Work item — Pull every line from the records that has the word "Result" in it.

Dataset entries:
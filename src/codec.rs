//! Json conversions shared by request and response models.
//!
//! Every decode goes through [`serde_path_to_error`], so schema mismatches
//! report the exact location of the offending value (e.g. `[0].issues[1].severity`).

use crate::ValidationError;
use serde::{de::DeserializeOwned, Serialize};
use serde_json::{Map, Value};

pub fn from_json_str<T: DeserializeOwned>(text: &str) -> Result<T, ValidationError> {
    let value: Value = serde_json::from_str(text).map_err(ValidationError::InvalidJson)?;
    from_value(value)
}

pub fn from_value<T: DeserializeOwned>(value: Value) -> Result<T, ValidationError> {
    serde_path_to_error::deserialize(value).map_err(ValidationError::from)
}

/// Decodes every element of `raw` without copying it. Schema error paths
/// are prefixed with the index of the failing element.
pub fn from_values<T: DeserializeOwned>(raw: &[Value]) -> Result<Vec<T>, ValidationError> {
    raw.iter()
        .enumerate()
        .map(|(index, value)| {
            serde_path_to_error::deserialize(value).map_err(|err| {
                match ValidationError::from(err) {
                    ValidationError::Schema { path, source } => ValidationError::Schema {
                        path: indexed_path(index, &path),
                        source,
                    },
                    other => other,
                }
            })
        })
        .collect()
}

fn indexed_path(index: usize, path: &str) -> String {
    match path {
        "." => format!("[{index}]"),
        _ if path.starts_with('[') => format!("[{index}]{path}"),
        _ => format!("[{index}].{path}"),
    }
}

pub fn to_value<T: Serialize>(value: &T) -> Result<Value, ValidationError> {
    serde_json::to_value(value).map_err(ValidationError::Serialization)
}

pub fn to_map<T: Serialize>(value: &T) -> Result<Map<String, Value>, ValidationError> {
    match to_value(value)? {
        Value::Object(map) => Ok(map),
        other => Err(ValidationError::NotAnObject(other.to_string())),
    }
}

pub fn to_json_string<T: Serialize>(value: &T) -> Result<String, ValidationError> {
    serde_json::to_string(value).map_err(ValidationError::Serialization)
}

#[cfg(test)]
mod tests {
    use super::*;
    use pretty_assertions::assert_eq;
    use serde::Deserialize;
    use serde_json::json;

    #[derive(Debug, Deserialize, Serialize, PartialEq)]
    struct Inner {
        line: u64,
    }

    #[derive(Debug, Deserialize, Serialize, PartialEq)]
    struct Outer {
        items: Vec<Inner>,
    }

    #[test]
    fn invalid_json_is_reported_as_such() {
        let err = from_json_str::<Outer>("{\"items\": [").expect_err("error expected");
        assert!(
            matches!(err, ValidationError::InvalidJson(_)),
            "expected: 'InvalidJson', got: {err:?}"
        );
    }

    #[test]
    fn schema_mismatch_reports_path() {
        let err = from_value::<Outer>(json!({"items": [{"line": 1}, {"line": "two"}]}))
            .expect_err("error expected");
        match err {
            ValidationError::Schema { path, .. } => assert_eq!(path, "items[1].line"),
            _ => panic!("expected: 'Schema', got: {err:?}"),
        }
    }

    #[test]
    fn element_errors_are_prefixed_with_index() {
        let raw = vec![
            json!({"items": []}),
            json!({"items": [{"line": 1}, {"line": -1}]}),
        ];
        let err = from_values::<Outer>(&raw).expect_err("error expected");
        match err {
            ValidationError::Schema { path, .. } => assert_eq!(path, "[1].items[1].line"),
            _ => panic!("expected: 'Schema', got: {err:?}"),
        }

        let err = from_values::<Outer>(&[json!("items")]).expect_err("error expected");
        match err {
            ValidationError::Schema { path, .. } => assert_eq!(path, "[0]"),
            _ => panic!("expected: 'Schema', got: {err:?}"),
        }
    }

    #[test]
    fn decodes_all_elements() {
        let raw = vec![json!({"items": [{"line": 3}]}), json!({"items": []})];
        let decoded = from_values::<Outer>(&raw).unwrap();
        assert_eq!(
            decoded,
            vec![
                Outer {
                    items: vec![Inner { line: 3 }]
                },
                Outer { items: vec![] }
            ]
        );
    }

    #[test]
    fn non_object_values_are_not_maps() {
        let err = to_map(&vec![1, 2, 3]).expect_err("error expected");
        assert!(
            matches!(err, ValidationError::NotAnObject(_)),
            "expected: 'NotAnObject', got: {err:?}"
        );
    }

    #[test]
    fn object_values_become_maps() {
        let map = to_map(&Outer {
            items: vec![Inner { line: 7 }],
        })
        .expect("success expected");
        assert_eq!(Value::Object(map), json!({"items": [{"line": 7}]}));
    }
}
#[derive(Debug, thiserror::Error)]
pub enum ValidationError {
    #[error("input is not a valid json: {0}")]
    InvalidJson(#[source] serde_json::Error),
    #[error("schema mismatch at '{path}': {source}")]
    Schema {
        path: String,
        #[source]
        source: serde_json::Error,
    },
    #[error("either bytecode or sources must be provided")]
    MissingInput,
    #[error("unrecognized analysis mode: {0}")]
    InvalidAnalysisMode(String),
    #[error("value was expected to serialize into a json object, got: {0}")]
    NotAnObject(String),
    #[error("serialization failed: {0}")]
    Serialization(#[source] serde_json::Error),
}

impl From<serde_path_to_error::Error<serde_json::Error>> for ValidationError {
    fn from(err: serde_path_to_error::Error<serde_json::Error>) -> Self {
        Self::Schema {
            path: err.path().to_string(),
            source: err.into_inner(),
        }
    }
}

Output —
pub fn from_json_str<T: DeserializeOwned>(text: &str) -> Result<T, ValidationError> {
pub fn from_value<T: DeserializeOwned>(value: Value) -> Result<T, ValidationError> {
pub fn from_values<T: DeserializeOwned>(raw: &[Value]) -> Result<Vec<T>, ValidationError> {
pub fn to_value<T: Serialize>(value: &T) -> Result<Value, ValidationError> {
pub fn to_map<T: Serialize>(value: &T) -> Result<Map<String, Value>, ValidationError> {
pub fn to_json_string<T: Serialize>(value: &T) -> Result<String, ValidationError> {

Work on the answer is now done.